Tests for the mutations are commercially available through at least one company, Athena Diagnostics, he said.

Dr. Philipson has used glyburide, the sulfonylurea used in most of the patients in Dr. Hattersley's study, in an inpatient protocol that allows rapid switching from insulin. His protocol resembled that followed by investigators in Dr. Hattersley's study, which entailed starting glyburide at a dosage of 0.1 mg/kg twice daily and increasing the dosage by 0.2 mg/kg per day. In an outpatient protocol that some of the investigators chose, glyburide was introduced at 0.1 mg/kg per day and increased by that amount once a week.

In Dr. Hattersley's study, the median dosage of glyburide that was required for insulin independence was 0.45 mg/kg per day.
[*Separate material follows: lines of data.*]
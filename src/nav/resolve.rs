//! Denormalized projections of the navigation store.
//!
//! Resolution copies data out of the store, so the returned tree never
//! aliases the snapshot it came from. Titles are localized on the way out.

use super::{EntityKind, IntegrityError, IntegrityKind, LocaleTitles, NavData, NavError, NavItem};
use super::{NavItemData, localized};
use serde::{Deserialize, Serialize};
use std::collections::HashSet;

/// A section with its items filled in, in render order.
#[derive(Debug, Clone, PartialEq, Eq, Serialize, Deserialize)]
pub struct NavSection {
    pub id: String,
    pub title: String,
    #[serde(default)]
    pub locale: LocaleTitles,
    pub items: Vec<NavItem>,
}

/// One entry of an expanded group.
#[derive(Debug, Clone, PartialEq, Eq, Serialize)]
#[serde(tag = "kind", rename_all = "lowercase")]
pub enum NavEntry {
    Section(NavSection),
    Group { id: String, entries: Vec<NavEntry> },
}

impl NavEntry {
    pub fn id(&self) -> &str {
        match self {
            NavEntry::Section(section) => &section.id,
            NavEntry::Group { id, .. } => id,
        }
    }
}

impl NavData {
    /// Look up a section and fill in its items, with titles for `locale`.
    pub fn resolve_section(&self, section_id: &str, locale: &str) -> Result<NavSection, NavError> {
        let section = self
            .sections
            .get(section_id)
            .ok_or_else(|| NavError::NotFound {
                kind: EntityKind::Section,
                id: section_id.to_string(),
            })?;

        let items = section
            .items
            .iter()
            .map(|item_id| self.resolve_item(item_id, locale))
            .collect::<Result<Vec<_>, _>>()?;

        Ok(NavSection {
            id: section_id.to_string(),
            title: localized(&section.locale, locale, &section.title).to_string(),
            locale: section.locale.clone(),
            items,
        })
    }

    fn resolve_item(&self, item_id: &str, locale: &str) -> Result<NavItem, NavError> {
        let item = self.items.get(item_id).ok_or_else(|| NavError::NotFound {
            kind: EntityKind::Item,
            id: item_id.to_string(),
        })?;
        Ok(NavItem {
            id: item_id.to_string(),
            data: NavItemData {
                title: localized(&item.locale, locale, &item.title).to_string(),
                ..item.clone()
            },
        })
    }

    /// Expand a group into its sections and nested groups.
    ///
    /// Fails with a `GroupCycle` integrity error when a group is reached
    /// again while it is still being expanded, whether or not `validate`
    /// ran first.
    pub fn resolve_group(&self, group_id: &str, locale: &str) -> Result<Vec<NavEntry>, NavError> {
        let mut path = Vec::new();
        self.expand_group(group_id, locale, &mut path)
    }

    fn expand_group<'a>(
        &'a self,
        group_id: &'a str,
        locale: &str,
        path: &mut Vec<&'a str>,
    ) -> Result<Vec<NavEntry>, NavError> {
        if path.contains(&group_id) {
            return Err(NavError::Integrity(IntegrityError {
                kind: IntegrityKind::GroupCycle,
                offending_id: group_id.to_string(),
                referenced_from: path.last().copied().unwrap_or(group_id).to_string(),
            }));
        }
        let group = self.groups.get(group_id).ok_or_else(|| NavError::NotFound {
            kind: EntityKind::Group,
            id: group_id.to_string(),
        })?;

        path.push(group_id);
        let mut entries = Vec::with_capacity(group.items.len());
        for entry in &group.items {
            let is_section = self.sections.contains_key(entry);
            let is_group = self.groups.contains_key(entry);
            let resolved = match (is_section, is_group) {
                (true, true) => return Err(NavError::Ambiguous(entry.clone())),
                (true, false) => NavEntry::Section(self.resolve_section(entry, locale)?),
                (false, true) => NavEntry::Group {
                    id: entry.clone(),
                    entries: self.expand_group(entry, locale, path)?,
                },
                (false, false) => {
                    return Err(NavError::NotFound {
                        kind: EntityKind::Section,
                        id: entry.clone(),
                    });
                }
            };
            entries.push(resolved);
        }
        path.pop();

        Ok(entries)
    }

    /// Groups that no other group contains, in key order.
    pub fn top_level_groups(&self) -> Vec<&str> {
        let nested: HashSet<&str> = self
            .groups
            .values()
            .flat_map(|g| g.items.iter().map(String::as_str))
            .collect();
        self.groups
            .keys()
            .map(String::as_str)
            .filter(|id| !nested.contains(id))
            .collect()
    }
}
Lilly Jaffe is now receiving much smaller doses of glyburide twice a day, and “remarkably, her morning blood sugars are still quite reasonable,” said Dr. Philipson.

In Washington, Dr. Cogen said she will be “less worried” about using high doses of glyburide in her 18-year-old patient than she would be in a younger child, though she plans to get the word out to all of her patients with neonatal diabetes. “To be able to take a patient off of insulin is so exciting—it's everybody's dream.”